══ Dataset records

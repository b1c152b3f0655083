//! Per-point file layout
//!
//! Every sweep point owns one working directory. This module centralises the
//! names of the files that live in it so that the stage runners, the driver
//! and the summary writer agree on where each artifact is.
//!
//! # Example
//!
//! ```
//! use std::path::Path;
//! use cdftsweep::naming::PointLayout;
//!
//! let layout = PointLayout::new(Path::new("sweep/3.5"), "cdft.py");
//! assert_eq!(layout.ground_state_input(), Path::new("sweep/3.5/gs.in"));
//! assert_eq!(layout.coupling_result(), Path::new("sweep/3.5/coupling.out"));
//! ```

use std::path::{Path, PathBuf};

/// Rendered ground-state input deck
pub const GROUND_STATE_INPUT: &str = "gs.in";
/// Combined stdout/stderr of the ground-state run
pub const GROUND_STATE_OUTPUT: &str = "gs.out";
/// Input file handed to the server process
pub const SERVER_INPUT: &str = "qb_cdft.in";
/// Output file written by the server process
pub const SERVER_OUTPUT: &str = "qb_cdft.out";
/// Stdout/stderr of the server process
pub const SERVER_LOG: &str = "server.log";
/// Stdout of the coupling client
pub const COUPLING_RESULT: &str = "coupling.out";
/// Stderr of the coupling client
pub const COUPLING_STDERR: &str = "coupling.err";
/// Default client script name
pub const DEFAULT_CLIENT_SCRIPT: &str = "cdft.py";
/// Sweep summary written to the work root
pub const SWEEP_SUMMARY: &str = "sweep_summary.json";

/// Paths of all artifacts inside one point's working directory.
#[derive(Debug, Clone)]
pub struct PointLayout {
    dir: PathBuf,
    client_script: String,
}

impl PointLayout {
    /// Creates the layout for `dir`, naming the rendered client `client_script`.
    pub fn new(dir: &Path, client_script: &str) -> Self {
        Self {
            dir: dir.to_path_buf(),
            client_script: client_script.to_string(),
        }
    }

    /// The working directory itself
    pub fn dir(&self) -> &Path {
        &self.dir
    }

    /// Path of a file named `name` inside the working directory
    pub fn file(&self, name: &str) -> PathBuf {
        self.dir.join(name)
    }

    /// `{dir}/gs.in`
    pub fn ground_state_input(&self) -> PathBuf {
        self.file(GROUND_STATE_INPUT)
    }

    /// `{dir}/gs.out`
    pub fn ground_state_output(&self) -> PathBuf {
        self.file(GROUND_STATE_OUTPUT)
    }

    /// Client script name (relative to the working directory)
    pub fn client_script_name(&self) -> &str {
        &self.client_script
    }

    /// `{dir}/{client_script}`
    pub fn client_script(&self) -> PathBuf {
        self.file(&self.client_script)
    }

    /// `{dir}/qb_cdft.in`
    pub fn server_input(&self) -> PathBuf {
        self.file(SERVER_INPUT)
    }

    /// `{dir}/qb_cdft.out`
    pub fn server_output(&self) -> PathBuf {
        self.file(SERVER_OUTPUT)
    }

    /// `{dir}/server.log`
    pub fn server_log(&self) -> PathBuf {
        self.file(SERVER_LOG)
    }

    /// `{dir}/coupling.out`
    pub fn coupling_result(&self) -> PathBuf {
        self.file(COUPLING_RESULT)
    }

    /// `{dir}/coupling.err`
    pub fn coupling_stderr(&self) -> PathBuf {
        self.file(COUPLING_STDERR)
    }
}

/// Turns a sweep label into a directory name.
///
/// Labels are used verbatim except for path separators and whitespace, which
/// are replaced by `_` so a label can never escape the work root.
pub fn label_dir_name(label: &str) -> String {
    let cleaned: String = label
        .trim()
        .chars()
        .map(|c| {
            if c == '/' || c == '\\' || c.is_whitespace() {
                '_'
            } else {
                c
            }
        })
        .collect();
    match cleaned.as_str() {
        "" | "." | ".." => format!("point_{}", cleaned.replace('.', "_")),
        _ => cleaned,
    }
}

#[cfg(test)]
mod tests {
    use super::*;

    #[test]
    fn test_layout_paths() {
        let layout = PointLayout::new(Path::new("/scratch/4.0"), "run_cdft.py");
        assert_eq!(layout.dir(), Path::new("/scratch/4.0"));
        assert_eq!(layout.ground_state_output(), Path::new("/scratch/4.0/gs.out"));
        assert_eq!(layout.client_script(), Path::new("/scratch/4.0/run_cdft.py"));
        assert_eq!(layout.client_script_name(), "run_cdft.py");
        assert_eq!(layout.server_input(), Path::new("/scratch/4.0/qb_cdft.in"));
        assert_eq!(layout.server_output(), Path::new("/scratch/4.0/qb_cdft.out"));
        assert_eq!(layout.server_log(), Path::new("/scratch/4.0/server.log"));
        assert_eq!(layout.coupling_stderr(), Path::new("/scratch/4.0/coupling.err"));
    }

    #[test]
    fn test_label_dir_name() {
        assert_eq!(label_dir_name("3.5"), "3.5");
        assert_eq!(label_dir_name(" rot 30 "), "rot_30");
        assert_eq!(label_dir_name("../evil"), ".._evil");
        assert_eq!(label_dir_name(".."), "point___");
        assert_eq!(label_dir_name(""), "point_");
    }
}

════

**Your task**
The complete listing is needed again, with each line reproduced exactly.

**Answer for the task**
repository b1c152b3f0655083
//! Per-point file layout
//!
//! Every sweep point owns one working directory. This module centralises the
//! names of the files that live in it so that the stage runners, the driver
//! and the summary writer agree on where each artifact is.
//!
//! # Example
//!
//! ```
//! use std::path::Path;
//! use cdftsweep::naming::PointLayout;
//!
//! let layout = PointLayout::new(Path::new("sweep/3.5"), "cdft.py");
//! assert_eq!(layout.ground_state_input(), Path::new("sweep/3.5/gs.in"));
//! assert_eq!(layout.coupling_result(), Path::new("sweep/3.5/coupling.out"));
//! ```

use std::path::{Path, PathBuf};

/// Rendered ground-state input deck
pub const GROUND_STATE_INPUT: &str = "gs.in";
/// Combined stdout/stderr of the ground-state run
pub const GROUND_STATE_OUTPUT: &str = "gs.out";
/// Input file handed to the server process
pub const SERVER_INPUT: &str = "qb_cdft.in";
/// Output file written by the server process
pub const SERVER_OUTPUT: &str = "qb_cdft.out";
/// Stdout/stderr of the server process
pub const SERVER_LOG: &str = "server.log";
/// Stdout of the coupling client
pub const COUPLING_RESULT: &str = "coupling.out";
/// Stderr of the coupling client
pub const COUPLING_STDERR: &str = "coupling.err";
/// Default client script name
pub const DEFAULT_CLIENT_SCRIPT: &str = "cdft.py";
/// Sweep summary written to the work root
pub const SWEEP_SUMMARY: &str = "sweep_summary.json";

/// Paths of all artifacts inside one point's working directory.
#[derive(Debug, Clone)]
pub struct PointLayout {
    dir: PathBuf,
    client_script: String,
}

impl PointLayout {
    /// Creates the layout for `dir`, naming the rendered client `client_script`.
    pub fn new(dir: &Path, client_script: &str) -> Self {
        Self {
            dir: dir.to_path_buf(),
            client_script: client_script.to_string(),
        }
    }

    /// The working directory itself
    pub fn dir(&self) -> &Path {
        &self.dir
    }

    /// Path of a file named `name` inside the working directory
    pub fn file(&self, name: &str) -> PathBuf {
        self.dir.join(name)
    }

    /// `{dir}/gs.in`
    pub fn ground_state_input(&self) -> PathBuf {
        self.file(GROUND_STATE_INPUT)
    }

    /// `{dir}/gs.out`
    pub fn ground_state_output(&self) -> PathBuf {
        self.file(GROUND_STATE_OUTPUT)
    }

    /// Client script name (relative to the working directory)
    pub fn client_script_name(&self) -> &str {
        &self.client_script
    }

    /// `{dir}/{client_script}`
    pub fn client_script(&self) -> PathBuf {
        self.file(&self.client_script)
    }

    /// `{dir}/qb_cdft.in`
    pub fn server_input(&self) -> PathBuf {
        self.file(SERVER_INPUT)
    }

    /// `{dir}/qb_cdft.out`
    pub fn server_output(&self) -> PathBuf {
        self.file(SERVER_OUTPUT)
    }

    /// `{dir}/server.log`
    pub fn server_log(&self) -> PathBuf {
        self.file(SERVER_LOG)
    }

    /// `{dir}/coupling.out`
    pub fn coupling_result(&self) -> PathBuf {
        self.file(COUPLING_RESULT)
    }

    /// `{dir}/coupling.err`
    pub fn coupling_stderr(&self) -> PathBuf {
        self.file(COUPLING_STDERR)
    }
}

/// Turns a sweep label into a directory name.
///
/// Labels are used verbatim except for path separators and whitespace, which
/// are replaced by `_` so a label can never escape the work root.
pub fn label_dir_name(label: &str) -> String {
    let cleaned: String = label
        .trim()
        .chars()
        .map(|c| {
            if c == '/' || c == '\\' || c.is_whitespace() {
                '_'
            } else {
                c
            }
        })
        .collect();
    match cleaned.as_str() {
        "" | "." | ".." => format!("point_{}", cleaned.replace('.', "_")),
        _ => cleaned,
    }
}

#[cfg(test)]
mod tests {
    use super::*;

    #[test]
    fn test_layout_paths() {
        let layout = PointLayout::new(Path::new("/scratch/4.0"), "run_cdft.py");
        assert_eq!(layout.dir(), Path::new("/scratch/4.0"));
        assert_eq!(layout.ground_state_output(), Path::new("/scratch/4.0/gs.out"));
        assert_eq!(layout.client_script(), Path::new("/scratch/4.0/run_cdft.py"));
        assert_eq!(layout.client_script_name(), "run_cdft.py");
        assert_eq!(layout.server_input(), Path::new("/scratch/4.0/qb_cdft.in"));
        assert_eq!(layout.server_output(), Path::new("/scratch/4.0/qb_cdft.out"));
        assert_eq!(layout.server_log(), Path::new("/scratch/4.0/server.log"));
        assert_eq!(layout.coupling_stderr(), Path::new("/scratch/4.0/coupling.err"));
    }

    #[test]
    fn test_label_dir_name() {
        assert_eq!(label_dir_name("3.5"), "3.5");
        assert_eq!(label_dir_name(" rot 30 "), "rot_30");
        assert_eq!(label_dir_name("../evil"), ".._evil");
        assert_eq!(label_dir_name(".."), "point___");
        assert_eq!(label_dir_name(""), "point_");
    }
}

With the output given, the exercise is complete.